YOUR ASSIGNMENT: Search the entries for the word "Schnorr" and report each line that has it.
TASK INPUTS Block Start
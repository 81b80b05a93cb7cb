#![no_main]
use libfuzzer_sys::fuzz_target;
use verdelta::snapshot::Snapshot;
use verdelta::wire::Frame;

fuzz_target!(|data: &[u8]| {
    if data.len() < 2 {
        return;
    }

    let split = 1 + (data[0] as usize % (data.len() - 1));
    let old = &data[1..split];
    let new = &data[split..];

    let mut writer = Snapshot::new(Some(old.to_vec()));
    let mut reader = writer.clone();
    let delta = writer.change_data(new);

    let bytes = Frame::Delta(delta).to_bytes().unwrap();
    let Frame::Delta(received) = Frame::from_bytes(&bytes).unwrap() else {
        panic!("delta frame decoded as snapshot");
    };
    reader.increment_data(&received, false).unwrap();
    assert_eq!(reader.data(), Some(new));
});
TASK INPUTS Block End
TASK INPUTS Block Start
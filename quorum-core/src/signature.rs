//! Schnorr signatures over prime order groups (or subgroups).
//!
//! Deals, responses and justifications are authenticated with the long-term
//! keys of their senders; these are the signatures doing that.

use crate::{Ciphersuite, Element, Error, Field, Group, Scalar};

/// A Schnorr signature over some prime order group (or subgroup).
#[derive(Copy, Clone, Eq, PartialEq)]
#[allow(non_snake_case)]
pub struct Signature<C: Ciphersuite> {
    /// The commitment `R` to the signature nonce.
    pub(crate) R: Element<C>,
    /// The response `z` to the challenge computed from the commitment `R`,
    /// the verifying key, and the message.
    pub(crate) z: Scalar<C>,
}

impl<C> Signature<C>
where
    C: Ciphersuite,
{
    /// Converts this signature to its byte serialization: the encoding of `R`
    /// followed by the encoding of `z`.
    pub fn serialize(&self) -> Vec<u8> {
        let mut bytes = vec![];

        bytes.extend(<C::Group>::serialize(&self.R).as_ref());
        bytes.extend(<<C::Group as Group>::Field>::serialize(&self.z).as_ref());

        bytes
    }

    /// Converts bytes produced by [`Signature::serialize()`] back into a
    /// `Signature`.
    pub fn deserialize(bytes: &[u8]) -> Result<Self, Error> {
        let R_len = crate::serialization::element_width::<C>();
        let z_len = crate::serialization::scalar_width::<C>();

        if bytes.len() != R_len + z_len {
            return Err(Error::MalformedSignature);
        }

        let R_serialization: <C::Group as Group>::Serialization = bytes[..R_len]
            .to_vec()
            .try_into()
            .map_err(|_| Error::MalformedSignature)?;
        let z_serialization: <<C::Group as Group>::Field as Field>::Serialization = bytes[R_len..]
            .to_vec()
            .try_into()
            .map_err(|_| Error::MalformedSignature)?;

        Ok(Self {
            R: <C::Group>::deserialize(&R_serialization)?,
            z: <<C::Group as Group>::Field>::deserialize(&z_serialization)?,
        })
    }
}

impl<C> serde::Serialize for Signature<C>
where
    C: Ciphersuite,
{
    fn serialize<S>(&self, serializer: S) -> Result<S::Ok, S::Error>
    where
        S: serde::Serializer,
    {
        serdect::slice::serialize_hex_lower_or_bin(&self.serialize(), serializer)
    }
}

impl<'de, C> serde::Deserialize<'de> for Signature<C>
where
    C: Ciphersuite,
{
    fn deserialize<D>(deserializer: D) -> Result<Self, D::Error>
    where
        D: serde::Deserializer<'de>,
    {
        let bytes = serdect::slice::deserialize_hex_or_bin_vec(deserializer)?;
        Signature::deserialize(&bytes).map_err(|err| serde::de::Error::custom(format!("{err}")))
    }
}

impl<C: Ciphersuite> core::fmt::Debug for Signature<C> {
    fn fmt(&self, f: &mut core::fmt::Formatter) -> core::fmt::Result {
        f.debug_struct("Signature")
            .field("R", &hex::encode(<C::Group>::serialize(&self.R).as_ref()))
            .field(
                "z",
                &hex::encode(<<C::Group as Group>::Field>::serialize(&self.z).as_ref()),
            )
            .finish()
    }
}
TASK INPUTS Block End
TASK INPUTS Block Start
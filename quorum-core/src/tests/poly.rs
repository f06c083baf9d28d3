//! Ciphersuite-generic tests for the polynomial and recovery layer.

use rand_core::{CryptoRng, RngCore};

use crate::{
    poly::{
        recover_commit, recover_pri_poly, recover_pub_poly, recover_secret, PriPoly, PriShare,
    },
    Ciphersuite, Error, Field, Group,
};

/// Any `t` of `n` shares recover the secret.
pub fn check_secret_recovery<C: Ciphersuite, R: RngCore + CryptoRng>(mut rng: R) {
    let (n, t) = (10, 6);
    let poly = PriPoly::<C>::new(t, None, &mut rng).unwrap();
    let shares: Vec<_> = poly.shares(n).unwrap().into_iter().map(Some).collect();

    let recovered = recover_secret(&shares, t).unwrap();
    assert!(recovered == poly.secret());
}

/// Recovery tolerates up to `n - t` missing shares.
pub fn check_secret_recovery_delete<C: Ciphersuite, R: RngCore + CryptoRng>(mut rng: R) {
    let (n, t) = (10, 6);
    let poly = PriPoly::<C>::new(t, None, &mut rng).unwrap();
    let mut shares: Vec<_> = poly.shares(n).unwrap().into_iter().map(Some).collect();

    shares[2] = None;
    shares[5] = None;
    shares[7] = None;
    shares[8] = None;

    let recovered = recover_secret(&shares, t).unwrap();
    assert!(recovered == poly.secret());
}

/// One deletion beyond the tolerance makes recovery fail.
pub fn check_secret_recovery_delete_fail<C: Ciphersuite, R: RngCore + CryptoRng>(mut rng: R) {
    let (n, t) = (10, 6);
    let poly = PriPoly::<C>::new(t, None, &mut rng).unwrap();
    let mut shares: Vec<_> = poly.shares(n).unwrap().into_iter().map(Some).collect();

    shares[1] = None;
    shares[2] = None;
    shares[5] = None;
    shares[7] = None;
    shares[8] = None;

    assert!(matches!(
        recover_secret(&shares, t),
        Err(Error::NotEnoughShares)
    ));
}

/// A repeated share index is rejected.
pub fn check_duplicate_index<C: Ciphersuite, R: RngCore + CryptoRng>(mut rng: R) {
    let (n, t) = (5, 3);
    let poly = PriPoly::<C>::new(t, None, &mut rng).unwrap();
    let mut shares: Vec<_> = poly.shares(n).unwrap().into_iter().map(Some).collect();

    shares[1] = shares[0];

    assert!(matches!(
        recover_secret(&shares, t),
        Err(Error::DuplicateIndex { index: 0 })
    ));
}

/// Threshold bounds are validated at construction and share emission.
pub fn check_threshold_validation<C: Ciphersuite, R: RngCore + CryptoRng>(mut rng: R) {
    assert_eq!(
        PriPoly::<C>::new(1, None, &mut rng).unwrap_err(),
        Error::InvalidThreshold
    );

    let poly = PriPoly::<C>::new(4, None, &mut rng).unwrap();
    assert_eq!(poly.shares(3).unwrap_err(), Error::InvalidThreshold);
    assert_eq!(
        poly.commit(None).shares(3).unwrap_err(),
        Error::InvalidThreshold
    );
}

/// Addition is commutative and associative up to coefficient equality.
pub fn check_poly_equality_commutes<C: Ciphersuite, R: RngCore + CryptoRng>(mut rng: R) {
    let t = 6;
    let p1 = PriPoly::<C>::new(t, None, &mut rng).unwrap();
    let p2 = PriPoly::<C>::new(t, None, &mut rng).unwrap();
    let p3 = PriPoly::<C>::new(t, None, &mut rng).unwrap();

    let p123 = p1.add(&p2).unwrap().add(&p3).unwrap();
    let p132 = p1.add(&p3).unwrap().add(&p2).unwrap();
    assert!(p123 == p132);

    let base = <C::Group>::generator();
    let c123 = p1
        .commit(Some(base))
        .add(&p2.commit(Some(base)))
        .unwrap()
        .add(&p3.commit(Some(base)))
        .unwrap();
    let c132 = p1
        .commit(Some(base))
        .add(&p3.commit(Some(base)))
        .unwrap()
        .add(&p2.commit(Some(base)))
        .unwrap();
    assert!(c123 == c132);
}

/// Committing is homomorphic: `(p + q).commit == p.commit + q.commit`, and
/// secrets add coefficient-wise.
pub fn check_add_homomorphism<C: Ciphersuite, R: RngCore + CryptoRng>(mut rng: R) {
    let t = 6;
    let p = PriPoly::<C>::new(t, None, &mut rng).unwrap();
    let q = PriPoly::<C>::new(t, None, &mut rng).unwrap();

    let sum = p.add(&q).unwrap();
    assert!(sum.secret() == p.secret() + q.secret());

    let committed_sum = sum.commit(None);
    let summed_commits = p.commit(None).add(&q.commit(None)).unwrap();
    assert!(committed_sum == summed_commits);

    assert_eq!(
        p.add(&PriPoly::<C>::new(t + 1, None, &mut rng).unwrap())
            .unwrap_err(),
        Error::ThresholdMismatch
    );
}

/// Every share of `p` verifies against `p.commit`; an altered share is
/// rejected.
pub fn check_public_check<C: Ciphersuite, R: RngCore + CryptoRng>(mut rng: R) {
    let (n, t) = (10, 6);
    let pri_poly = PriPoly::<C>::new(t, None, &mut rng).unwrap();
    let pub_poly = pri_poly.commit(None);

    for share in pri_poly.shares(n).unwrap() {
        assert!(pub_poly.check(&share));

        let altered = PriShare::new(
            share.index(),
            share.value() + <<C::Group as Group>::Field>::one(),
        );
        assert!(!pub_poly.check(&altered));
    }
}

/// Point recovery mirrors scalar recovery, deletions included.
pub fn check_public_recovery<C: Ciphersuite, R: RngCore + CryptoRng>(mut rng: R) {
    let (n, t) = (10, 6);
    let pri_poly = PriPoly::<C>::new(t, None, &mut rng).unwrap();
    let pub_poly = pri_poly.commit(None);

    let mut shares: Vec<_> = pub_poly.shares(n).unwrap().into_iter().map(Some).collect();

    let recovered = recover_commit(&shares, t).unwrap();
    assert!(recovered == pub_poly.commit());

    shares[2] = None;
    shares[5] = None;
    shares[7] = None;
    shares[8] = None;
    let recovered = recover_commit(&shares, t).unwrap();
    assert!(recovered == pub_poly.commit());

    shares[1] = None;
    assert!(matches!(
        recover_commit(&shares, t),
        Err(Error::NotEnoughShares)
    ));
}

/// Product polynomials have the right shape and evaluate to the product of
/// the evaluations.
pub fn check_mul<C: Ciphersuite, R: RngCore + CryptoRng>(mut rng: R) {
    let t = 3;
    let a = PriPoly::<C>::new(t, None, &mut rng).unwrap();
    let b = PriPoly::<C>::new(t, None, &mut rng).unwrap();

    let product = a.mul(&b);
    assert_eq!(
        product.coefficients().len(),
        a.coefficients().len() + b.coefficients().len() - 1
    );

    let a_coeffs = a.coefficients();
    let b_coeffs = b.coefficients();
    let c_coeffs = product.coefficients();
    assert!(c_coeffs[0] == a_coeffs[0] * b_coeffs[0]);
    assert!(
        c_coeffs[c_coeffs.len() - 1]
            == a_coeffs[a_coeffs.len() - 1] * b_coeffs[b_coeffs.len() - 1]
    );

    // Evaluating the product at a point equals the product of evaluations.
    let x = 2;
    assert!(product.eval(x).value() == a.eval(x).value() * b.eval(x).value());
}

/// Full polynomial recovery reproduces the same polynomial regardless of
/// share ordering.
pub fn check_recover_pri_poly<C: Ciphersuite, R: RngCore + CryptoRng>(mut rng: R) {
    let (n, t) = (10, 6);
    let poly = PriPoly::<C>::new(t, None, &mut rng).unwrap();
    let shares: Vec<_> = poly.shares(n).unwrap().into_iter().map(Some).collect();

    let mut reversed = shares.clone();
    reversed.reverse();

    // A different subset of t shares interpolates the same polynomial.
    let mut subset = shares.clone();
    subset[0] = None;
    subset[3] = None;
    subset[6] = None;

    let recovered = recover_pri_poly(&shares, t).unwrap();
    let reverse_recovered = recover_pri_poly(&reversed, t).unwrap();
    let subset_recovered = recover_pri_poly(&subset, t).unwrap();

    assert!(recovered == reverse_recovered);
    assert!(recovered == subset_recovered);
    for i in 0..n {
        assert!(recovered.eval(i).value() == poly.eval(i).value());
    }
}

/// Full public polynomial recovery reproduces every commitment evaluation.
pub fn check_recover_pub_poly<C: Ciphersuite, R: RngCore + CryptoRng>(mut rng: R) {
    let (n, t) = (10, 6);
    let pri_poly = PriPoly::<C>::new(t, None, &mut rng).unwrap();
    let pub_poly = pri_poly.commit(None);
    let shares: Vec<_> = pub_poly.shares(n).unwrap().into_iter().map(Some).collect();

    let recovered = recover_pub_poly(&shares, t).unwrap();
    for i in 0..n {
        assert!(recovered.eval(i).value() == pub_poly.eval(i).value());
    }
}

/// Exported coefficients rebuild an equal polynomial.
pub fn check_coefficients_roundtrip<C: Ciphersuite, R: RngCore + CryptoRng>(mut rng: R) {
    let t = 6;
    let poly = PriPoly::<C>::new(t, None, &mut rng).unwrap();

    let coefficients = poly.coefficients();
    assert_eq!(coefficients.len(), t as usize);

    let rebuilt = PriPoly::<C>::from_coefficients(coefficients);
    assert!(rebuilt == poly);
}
TASK INPUTS Block End
WRITTEN SOLUTION:
//! Schnorr signatures over prime order groups (or subgroups).
/// A Schnorr signature over some prime order group (or subgroup).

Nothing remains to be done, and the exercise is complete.